It’s early morning, circa 6:30, on what promises to be a beautiful summer’s day. I am walking down the hill to the local newsagent’s, to collect the newspapers I will be delivering today: not something I usually do, but a friend is away on holiday for a fortnight, and I am providing cover for him. It is just about the beginning of the last week of August*, and the air is clear.
From a couple of miles away comes the distinctive sound of a Sulzer 6LDA28B engine (if you are North American, think of an Alco engine), a burbling, rasping and guttural noise. Somewhere in the local goods yard (when we still had one) a class 25 is getting ready to move, but the acoustics of the area and the clear weather mean it could be just the other side of the fence – or even more miles away. It isn’t doing anything yet – no sound of wheels on rail joints or of buffers clashing. It just is.

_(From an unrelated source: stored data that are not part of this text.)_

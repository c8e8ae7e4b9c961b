use axum::{
    extract::{Path, Query, State},
    response::IntoResponse,
    Json,
};

use serac_avalanche::utxo::{contract_balances, exchange_balances, platform_balances};
use serac_core::{ChainTag, Domain};

use crate::{
    mapping::{ContractBalancesView, ExchangeBalancesView, PlatformBalancesView},
    params::{now_unix, split_addresses, BalanceParams},
    Error, Facade,
};

pub async fn get<D: Domain>(
    Path((net, chain)): Path<(String, String)>,
    Query(params): Query<BalanceParams>,
    State(facade): State<Facade<D>>,
) -> Result<impl IntoResponse, Error> {
    facade.check_network(&net)?;
    let chain = facade.resolve_chain(&chain)?;

    let addresses = split_addresses(params.addresses.as_deref())?;

    let historical = params.block_timestamp.is_some();
    let at = params.block_timestamp.unwrap_or_else(now_unix);

    let store = facade.domain.utxos();
    let net_params = facade.domain.params();

    let balances = match chain {
        ChainTag::Platform => {
            let totals = platform_balances(store, net_params, &addresses, at, historical)?;
            serde_json::json!({ "balances": PlatformBalancesView::from(&totals) })
        }
        ChainTag::Exchange => {
            let totals = exchange_balances(store, net_params, &addresses, at, historical)?;
            serde_json::json!({ "balances": ExchangeBalancesView::from(&totals) })
        }
        ChainTag::Contract => {
            let totals = contract_balances(store, net_params, &addresses, at, historical)?;
            serde_json::json!({ "balances": ContractBalancesView::from(&totals) })
        }
    };

    Ok(Json(balances))
}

That is the deep, emotional, memory that links me to railways. There is nothing visual, nothing tactile. The only other senses involved in my memories of that era of railways (early teens) is of warmth and the smell of diesel exhaust when standing close to an engine: if I stand too near to certain buses, I get a whiff of nostalgia for that period in my life.
That was the magic. And the memory has been brought to the forefront of my mind by an interesting and vital question posed by Mike Cougill: What happened to the magic?
And that is, frankly, the problem.
Digital sound may come close – and I don’t have a need to get a bass response that shakes me – but the odour and warmth are beyond our reach, or would be suicidal. None of this can be caught by building a 3-dimensional model. Many modellers try to recapture the sight and sound of the railway scene, but the sight is not what inspires me, or more accurately, the sound and smell cannot be captured in the same way as can be the sights.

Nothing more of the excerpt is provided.